_EXERCISE REQUIREMENTS_: Only the lines that hold "groups" should be in the answer, each copied from the data below.

AVAILABLE RECORDS: Begin

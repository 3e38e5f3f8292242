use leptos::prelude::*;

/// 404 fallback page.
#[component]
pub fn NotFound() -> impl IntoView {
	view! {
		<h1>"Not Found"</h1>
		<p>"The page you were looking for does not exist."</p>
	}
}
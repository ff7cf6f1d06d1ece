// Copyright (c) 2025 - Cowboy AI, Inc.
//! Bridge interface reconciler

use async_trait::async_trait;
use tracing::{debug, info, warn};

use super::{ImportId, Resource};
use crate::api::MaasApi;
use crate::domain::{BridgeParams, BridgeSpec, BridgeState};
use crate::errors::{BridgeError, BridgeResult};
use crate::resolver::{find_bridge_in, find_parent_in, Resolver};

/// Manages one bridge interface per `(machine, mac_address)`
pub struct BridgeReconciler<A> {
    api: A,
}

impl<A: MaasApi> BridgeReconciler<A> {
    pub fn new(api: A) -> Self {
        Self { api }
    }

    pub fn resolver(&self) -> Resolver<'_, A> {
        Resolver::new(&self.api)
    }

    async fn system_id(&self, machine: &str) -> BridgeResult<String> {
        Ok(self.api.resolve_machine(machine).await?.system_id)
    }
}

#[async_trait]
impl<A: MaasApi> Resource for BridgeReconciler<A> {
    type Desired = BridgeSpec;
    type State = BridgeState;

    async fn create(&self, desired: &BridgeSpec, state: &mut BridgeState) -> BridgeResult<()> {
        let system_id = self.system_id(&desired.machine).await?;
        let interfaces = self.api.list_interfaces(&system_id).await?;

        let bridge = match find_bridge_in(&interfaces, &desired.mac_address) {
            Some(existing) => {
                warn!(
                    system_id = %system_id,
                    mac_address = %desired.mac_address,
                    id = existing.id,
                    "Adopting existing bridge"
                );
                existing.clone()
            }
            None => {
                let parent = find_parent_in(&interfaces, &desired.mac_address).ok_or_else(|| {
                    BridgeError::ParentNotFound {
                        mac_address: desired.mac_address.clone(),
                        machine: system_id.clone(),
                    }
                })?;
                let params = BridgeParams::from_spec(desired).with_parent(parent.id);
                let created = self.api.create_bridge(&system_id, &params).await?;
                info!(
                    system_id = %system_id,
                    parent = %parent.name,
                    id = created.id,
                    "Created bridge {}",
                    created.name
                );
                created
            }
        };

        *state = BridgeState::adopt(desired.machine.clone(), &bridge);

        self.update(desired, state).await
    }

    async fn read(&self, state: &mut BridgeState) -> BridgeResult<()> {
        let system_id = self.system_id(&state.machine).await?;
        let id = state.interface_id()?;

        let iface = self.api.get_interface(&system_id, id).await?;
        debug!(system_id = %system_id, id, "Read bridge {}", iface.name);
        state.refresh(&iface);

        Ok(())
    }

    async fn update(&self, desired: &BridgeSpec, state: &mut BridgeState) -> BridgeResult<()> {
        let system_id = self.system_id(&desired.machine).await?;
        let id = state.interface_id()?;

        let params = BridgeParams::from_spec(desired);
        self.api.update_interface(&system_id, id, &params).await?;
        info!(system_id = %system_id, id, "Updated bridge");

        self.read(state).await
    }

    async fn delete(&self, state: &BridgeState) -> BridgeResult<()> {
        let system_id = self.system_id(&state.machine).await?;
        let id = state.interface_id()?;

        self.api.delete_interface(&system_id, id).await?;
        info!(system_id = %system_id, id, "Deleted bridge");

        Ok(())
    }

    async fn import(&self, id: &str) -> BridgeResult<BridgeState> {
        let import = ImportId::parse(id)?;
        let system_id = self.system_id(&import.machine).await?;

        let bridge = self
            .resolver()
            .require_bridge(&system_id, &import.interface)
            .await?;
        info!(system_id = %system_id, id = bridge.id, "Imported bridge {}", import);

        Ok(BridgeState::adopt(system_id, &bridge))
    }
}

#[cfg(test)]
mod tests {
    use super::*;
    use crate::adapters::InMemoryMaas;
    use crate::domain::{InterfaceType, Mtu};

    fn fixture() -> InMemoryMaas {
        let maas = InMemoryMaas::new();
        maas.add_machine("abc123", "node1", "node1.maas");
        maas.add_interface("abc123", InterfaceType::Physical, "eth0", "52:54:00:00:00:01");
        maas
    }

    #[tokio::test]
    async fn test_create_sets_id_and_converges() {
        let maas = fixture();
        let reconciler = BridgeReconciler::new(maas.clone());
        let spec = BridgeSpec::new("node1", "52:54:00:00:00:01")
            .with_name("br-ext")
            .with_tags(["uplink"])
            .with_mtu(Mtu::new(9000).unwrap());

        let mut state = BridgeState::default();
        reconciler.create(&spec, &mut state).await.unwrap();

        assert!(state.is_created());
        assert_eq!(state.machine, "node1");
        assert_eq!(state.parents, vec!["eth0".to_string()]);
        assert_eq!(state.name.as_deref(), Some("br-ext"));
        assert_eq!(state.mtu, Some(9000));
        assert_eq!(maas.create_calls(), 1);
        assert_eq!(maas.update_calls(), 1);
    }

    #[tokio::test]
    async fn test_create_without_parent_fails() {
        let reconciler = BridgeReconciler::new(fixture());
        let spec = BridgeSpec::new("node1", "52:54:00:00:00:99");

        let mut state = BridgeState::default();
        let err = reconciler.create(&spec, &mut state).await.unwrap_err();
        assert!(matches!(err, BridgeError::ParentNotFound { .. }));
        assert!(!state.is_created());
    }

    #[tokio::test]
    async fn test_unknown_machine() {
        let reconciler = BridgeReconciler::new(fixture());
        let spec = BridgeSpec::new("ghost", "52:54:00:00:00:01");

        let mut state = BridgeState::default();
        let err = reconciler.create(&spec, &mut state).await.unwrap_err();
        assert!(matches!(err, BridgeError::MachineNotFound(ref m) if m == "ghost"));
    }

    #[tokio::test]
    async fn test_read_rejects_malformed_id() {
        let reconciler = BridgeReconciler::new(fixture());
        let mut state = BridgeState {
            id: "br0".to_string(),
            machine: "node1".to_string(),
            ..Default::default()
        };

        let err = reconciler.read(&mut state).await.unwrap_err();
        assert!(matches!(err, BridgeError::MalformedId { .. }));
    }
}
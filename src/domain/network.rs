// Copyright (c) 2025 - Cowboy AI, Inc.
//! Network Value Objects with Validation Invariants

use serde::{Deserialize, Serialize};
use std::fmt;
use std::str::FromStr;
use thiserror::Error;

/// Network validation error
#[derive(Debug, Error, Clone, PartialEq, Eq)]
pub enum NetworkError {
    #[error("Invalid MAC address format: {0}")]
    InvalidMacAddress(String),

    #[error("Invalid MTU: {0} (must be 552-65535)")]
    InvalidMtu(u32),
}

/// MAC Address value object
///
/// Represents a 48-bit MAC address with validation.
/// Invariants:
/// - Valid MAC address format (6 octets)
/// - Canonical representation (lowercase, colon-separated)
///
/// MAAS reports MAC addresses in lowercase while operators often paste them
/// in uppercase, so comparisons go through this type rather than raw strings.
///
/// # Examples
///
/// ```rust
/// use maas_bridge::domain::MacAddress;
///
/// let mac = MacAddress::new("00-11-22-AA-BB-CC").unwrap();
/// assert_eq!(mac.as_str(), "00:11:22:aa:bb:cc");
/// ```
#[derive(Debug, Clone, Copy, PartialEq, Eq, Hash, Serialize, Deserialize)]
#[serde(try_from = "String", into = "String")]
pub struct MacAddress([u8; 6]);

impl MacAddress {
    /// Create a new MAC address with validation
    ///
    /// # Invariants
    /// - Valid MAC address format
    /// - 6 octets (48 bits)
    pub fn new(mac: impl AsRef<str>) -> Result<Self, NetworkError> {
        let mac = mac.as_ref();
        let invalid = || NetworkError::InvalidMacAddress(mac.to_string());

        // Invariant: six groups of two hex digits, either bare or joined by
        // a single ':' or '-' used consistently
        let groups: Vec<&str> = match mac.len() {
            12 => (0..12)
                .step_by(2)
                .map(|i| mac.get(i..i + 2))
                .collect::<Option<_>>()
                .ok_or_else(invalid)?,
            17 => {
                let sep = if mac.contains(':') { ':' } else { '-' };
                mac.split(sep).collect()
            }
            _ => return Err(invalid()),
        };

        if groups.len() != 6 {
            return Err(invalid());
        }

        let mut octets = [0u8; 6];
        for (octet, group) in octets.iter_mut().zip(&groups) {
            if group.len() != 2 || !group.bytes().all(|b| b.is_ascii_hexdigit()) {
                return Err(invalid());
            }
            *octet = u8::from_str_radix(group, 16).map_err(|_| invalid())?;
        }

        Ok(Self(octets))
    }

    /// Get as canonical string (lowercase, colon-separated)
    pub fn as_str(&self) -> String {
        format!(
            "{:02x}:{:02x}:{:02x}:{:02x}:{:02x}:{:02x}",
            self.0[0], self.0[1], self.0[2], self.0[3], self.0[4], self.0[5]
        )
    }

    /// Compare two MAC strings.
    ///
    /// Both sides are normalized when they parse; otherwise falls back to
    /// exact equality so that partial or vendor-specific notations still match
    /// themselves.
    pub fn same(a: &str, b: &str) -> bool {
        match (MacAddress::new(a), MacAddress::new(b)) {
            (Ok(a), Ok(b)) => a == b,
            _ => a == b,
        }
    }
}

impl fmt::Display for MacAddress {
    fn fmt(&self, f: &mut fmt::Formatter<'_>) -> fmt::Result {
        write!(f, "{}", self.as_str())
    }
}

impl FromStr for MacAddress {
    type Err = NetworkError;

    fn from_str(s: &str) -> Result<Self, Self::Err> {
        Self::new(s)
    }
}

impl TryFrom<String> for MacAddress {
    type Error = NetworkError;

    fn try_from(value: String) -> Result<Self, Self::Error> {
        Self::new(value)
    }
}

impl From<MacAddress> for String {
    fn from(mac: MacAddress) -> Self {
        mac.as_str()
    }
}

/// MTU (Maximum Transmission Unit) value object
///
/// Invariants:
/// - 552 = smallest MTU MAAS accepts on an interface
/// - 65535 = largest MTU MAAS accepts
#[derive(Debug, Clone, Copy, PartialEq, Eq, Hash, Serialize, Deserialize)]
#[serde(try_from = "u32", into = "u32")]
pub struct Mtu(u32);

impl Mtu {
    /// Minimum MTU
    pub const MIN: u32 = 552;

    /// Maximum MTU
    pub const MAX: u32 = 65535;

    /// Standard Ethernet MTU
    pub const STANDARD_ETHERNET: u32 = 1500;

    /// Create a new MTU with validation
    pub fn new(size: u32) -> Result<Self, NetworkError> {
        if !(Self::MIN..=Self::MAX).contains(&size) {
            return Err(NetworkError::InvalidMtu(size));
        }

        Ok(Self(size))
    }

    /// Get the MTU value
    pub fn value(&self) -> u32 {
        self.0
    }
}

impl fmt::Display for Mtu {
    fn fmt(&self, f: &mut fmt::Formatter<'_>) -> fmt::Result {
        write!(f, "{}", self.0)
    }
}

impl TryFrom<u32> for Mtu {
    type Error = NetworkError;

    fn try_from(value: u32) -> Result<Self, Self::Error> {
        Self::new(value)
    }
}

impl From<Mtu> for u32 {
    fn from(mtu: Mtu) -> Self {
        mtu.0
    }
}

AVAILABLE RECORDS: End
AVAILABLE RECORDS: Begin

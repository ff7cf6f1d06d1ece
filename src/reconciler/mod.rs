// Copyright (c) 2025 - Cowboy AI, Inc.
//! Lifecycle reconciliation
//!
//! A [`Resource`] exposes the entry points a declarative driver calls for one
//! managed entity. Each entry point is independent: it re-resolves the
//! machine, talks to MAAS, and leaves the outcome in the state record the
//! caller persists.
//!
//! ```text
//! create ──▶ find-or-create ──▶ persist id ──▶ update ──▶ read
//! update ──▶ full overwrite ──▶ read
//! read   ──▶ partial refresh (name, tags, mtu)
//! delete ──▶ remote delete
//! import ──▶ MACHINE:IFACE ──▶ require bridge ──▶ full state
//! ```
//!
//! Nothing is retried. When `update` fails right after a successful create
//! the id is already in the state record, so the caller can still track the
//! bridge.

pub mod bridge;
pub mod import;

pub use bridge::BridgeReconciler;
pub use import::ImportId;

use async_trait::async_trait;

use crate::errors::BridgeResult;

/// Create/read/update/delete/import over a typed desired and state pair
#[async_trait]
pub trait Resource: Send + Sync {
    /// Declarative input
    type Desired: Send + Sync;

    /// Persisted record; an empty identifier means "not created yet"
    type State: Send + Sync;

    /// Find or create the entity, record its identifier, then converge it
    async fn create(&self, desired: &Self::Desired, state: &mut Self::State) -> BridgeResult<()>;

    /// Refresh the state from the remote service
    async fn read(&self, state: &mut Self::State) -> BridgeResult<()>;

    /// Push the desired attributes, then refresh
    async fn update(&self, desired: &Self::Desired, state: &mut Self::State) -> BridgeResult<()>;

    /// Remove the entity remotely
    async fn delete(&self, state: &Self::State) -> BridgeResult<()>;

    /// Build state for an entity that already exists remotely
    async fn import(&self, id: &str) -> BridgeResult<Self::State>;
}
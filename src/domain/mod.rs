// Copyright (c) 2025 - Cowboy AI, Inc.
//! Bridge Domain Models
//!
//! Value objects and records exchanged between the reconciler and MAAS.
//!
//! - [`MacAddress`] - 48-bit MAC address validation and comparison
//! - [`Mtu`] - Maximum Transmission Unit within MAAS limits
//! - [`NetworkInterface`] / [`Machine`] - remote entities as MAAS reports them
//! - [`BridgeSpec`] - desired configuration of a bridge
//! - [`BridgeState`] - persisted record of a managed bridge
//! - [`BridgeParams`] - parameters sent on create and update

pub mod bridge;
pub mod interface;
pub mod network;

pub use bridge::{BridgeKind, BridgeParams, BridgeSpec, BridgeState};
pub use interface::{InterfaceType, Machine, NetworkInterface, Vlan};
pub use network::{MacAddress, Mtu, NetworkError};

AVAILABLE RECORDS: End

_RESULT_:
        // Invariant: six groups of two hex digits, either bare or joined by
        let groups: Vec<&str> = match mac.len() {
        if groups.len() != 6 {
        for (octet, group) in octets.iter_mut().zip(&groups) {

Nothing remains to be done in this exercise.